|
Carefully Call Out to Other Resources
Do not put your trust in princes, in
mortal men, who cannot save.
Psalms 146:3 (NIV)
Practically no program is truly self-contained; nearly all programs call out to other programs for resources, such as programs provided by the operating system, software libraries, and so on. Sometimes this calling out to other resources isn't obvious or involves a great deal of ``hidden'' infrastructure which must be depended on, e.g., the mechanisms to implement dynamic libraries. Clearly, you must be careful about what other resources your
program trusts and you must make sure that the way you send requests to them.
Call Only Safe Library Routines
Sometimes there is a conflict between security and the development principles of abstraction (information hiding) and reuse. The problem is that some high-level library routines may or may not be implemented securely, and their specifications won't tell you. Even if a particular implementation is secure, it may not be possible to ensure that other versions of the routine will be safe, or that the same interface will be safe on other platforms.

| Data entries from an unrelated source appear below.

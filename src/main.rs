use anyhow::{Context, Result};
use clap::Parser;
use fuzzydev::backends::{self, BackendKind};
use fuzzydev::clock::MonotonicClock;
use fuzzydev::descriptor::DescriptorFormat;
use fuzzydev::trace::WriterTrace;
use fuzzydev::{logger, CancellationToken, FuzzConfig, Harness};
use rand::rngs::StdRng;
use rand::SeedableRng;
use std::path::PathBuf;

#[derive(Parser)]
#[command(
    name = "fuzzydev",
    version,
    about = "Create randomized virtual input devices and feed them random event streams"
)]
struct Cli {
    /// TOML config file; every key is optional.
    #[arg(long, value_name = "FILE")]
    config: Option<PathBuf>,

    /// Rng seed. A random seed is drawn and logged when omitted.
    #[arg(long)]
    seed: Option<u64>,

    /// Stop after N iterations (default: run until Ctrl-C).
    #[arg(long, value_name = "N")]
    iterations: Option<u64>,

    /// Where devices are created.
    #[arg(long, value_enum)]
    backend: Option<BackendKind>,

    /// How device descriptors are written to the trace.
    #[arg(long, value_enum)]
    descriptor_format: Option<DescriptorFormat>,
}

impl Cli {
    fn into_config(self) -> Result<FuzzConfig> {
        let mut config = match &self.config {
            Some(path) => FuzzConfig::load(path)
                .with_context(|| format!("failed to load config '{}'", path.display()))?,
            None => FuzzConfig::default(),
        };
        if self.seed.is_some() {
            config.seed = self.seed;
        }
        if self.iterations.is_some() {
            config.iterations = self.iterations;
        }
        if let Some(backend) = self.backend {
            config.backend = backend;
        }
        if let Some(format) = self.descriptor_format {
            config.descriptor_format = format;
        }
        Ok(config)
    }
}

fn main() -> Result<()> {
    logger::init("info");
    let config = Cli::parse().into_config()?;

    let cancel = CancellationToken::new();
    {
        let cancel = cancel.clone();
        ctrlc::set_handler(move || cancel.cancel())
            .context("failed to install Ctrl-C handler")?;
    }

    let seed = config.seed.unwrap_or_else(rand::random);
    tracing::info!(seed, backend = ?config.backend, "starting fuzz run");
    let mut rng = StdRng::seed_from_u64(seed);

    let backend = backends::create(config.backend).context("failed to set up backend")?;
    let mut harness = Harness::new(config, backend).context("invalid configuration")?;

    let summary = harness
        .run(
            &mut WriterTrace::stdio(),
            &mut MonotonicClock::new(),
            &mut rng,
            &cancel,
        )
        .with_context(|| format!("fuzz run failed (seed {seed})"))?;

    tracing::info!(
        seed,
        iterations = summary.iterations,
        frames = summary.frames,
        events = summary.events,
        "done"
    );
    Ok(())
}
// src/services/document_service.rs

use crate::{
    common::error::AppError,
    db::InventoryRepository,
    models::inventory::ShipmentPrintData,
};

// Monta os dados do documento imprimível de uma expedição. A renderização
// (HTML/PDF) fica com o consumidor; aqui só saem dados prontos.
#[derive(Clone)]
pub struct DocumentService {
    inventory_repo: InventoryRepository,
}

impl DocumentService {
    pub fn new(inventory_repo: InventoryRepository) -> Self {
        Self { inventory_repo }
    }

    pub async fn shipment_print_data(
        &self,
        org_id: &str,
        org_name: &str,
        shipment_id: &str,
    ) -> Result<ShipmentPrintData, AppError> {
        let header = self
            .inventory_repo
            .find_shipment_header(org_id, shipment_id)
            .await?
            .ok_or(AppError::ShipmentNotFound)?;

        let items = self
            .inventory_repo
            .shipment_print_lines(org_id, shipment_id)
            .await?;
        let total = items.iter().map(|line| line.amount).sum();

        Ok(ShipmentPrintData {
            id: header.id,
            org_name: org_name.to_string(),
            created_at: header.created_at,
            items,
            total,
        })
    }
}

#[cfg(test)]
mod tests {
    use super::*;
    use crate::config::AppState;
    use crate::db::OrganizationRepository;
    use crate::models::inventory::ShipmentItemPayload;

    #[tokio::test]
    async fn documento_traz_nomes_total_e_produto_removido() {
        let state = AppState::for_tests().await;

        let org_repo = OrganizationRepository::new(state.db_pool.clone());
        let mut tx = state.db_pool.begin().await.unwrap();
        let org = org_repo
            .create_organization(&mut tx, "Impressões", "PRNT01")
            .await
            .unwrap();
        tx.commit().await.unwrap();

        let snapshot = state
            .inventory_service
            .create_product(&org.id, "Caixa", None, None, 10.0, 5, 4.0)
            .await
            .unwrap();
        let box_id = snapshot.products[0].id.clone();
        let snapshot = state
            .inventory_service
            .create_product(&org.id, "Fita", None, None, 3.0, 8, 1.0)
            .await
            .unwrap();
        let tape_id = snapshot
            .products
            .iter()
            .find(|p| p.name == "Fita")
            .unwrap()
            .id
            .clone();

        let snapshot = state
            .inventory_service
            .create_shipment(
                &org.id,
                &[
                    ShipmentItemPayload {
                        product_id: box_id.clone(),
                        quantity: 2,
                        price: None,
                    },
                    ShipmentItemPayload {
                        product_id: tape_id.clone(),
                        quantity: 4,
                        price: None,
                    },
                ],
            )
            .await
            .unwrap();
        let shipment_id = snapshot.shipments[0].id.clone();

        let data = state
            .document_service
            .shipment_print_data(&org.id, "Impressões", &shipment_id)
            .await
            .unwrap();
        assert_eq!(data.items.len(), 2);
        assert_eq!(data.items[0].product_name, "Caixa");
        assert_eq!(data.total, 10.0 * 2.0 + 3.0 * 4.0);

        // Produto apagado vira nome de reserva, a linha permanece
        let _ = state
            .inventory_service
            .delete_product(&org.id, &box_id)
            .await
            .unwrap();
        let data = state
            .document_service
            .shipment_print_data(&org.id, "Impressões", &shipment_id)
            .await
            .unwrap();
        assert_eq!(data.items.len(), 1);
        assert_eq!(data.items[0].product_name, "Fita");

        // Fora da organização: não existe
        let err = state
            .document_service
            .shipment_print_data("org_outra", "Outra", &shipment_id)
            .await
            .unwrap_err();
        assert!(matches!(err, AppError::ShipmentNotFound));
    }
}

In the end, if your application must be secure, you must sometimes re-implement your own versions of library routines. Basically, you have to re-implement routines if you can't be sure that the library routines will perform the necessary actions you require for security. Yes, in some cases the library's implementation should be fixed, but it's your users who will be hurt if you choose a library routine that is a security weakness. If can, try to use the high-level interfaces when you must re-implement something - that way, you can switch to the high-level interface on systems where its use is secure.
If you can, test to see if the routine is secure or not, and use it if it's secure - ideally you can perform this test as part of compilation or installation (e.g., as part of an ``autoconf'' script). For some conditions this kind of run-time testing is impractical, but for other conditions, this can eliminate many problems. If you don't want to bother to re-implement the library, at least test to make sure it's safe and halt installation if it isn't. That way, users will not accidentally install an insecure program and will know what the problem is.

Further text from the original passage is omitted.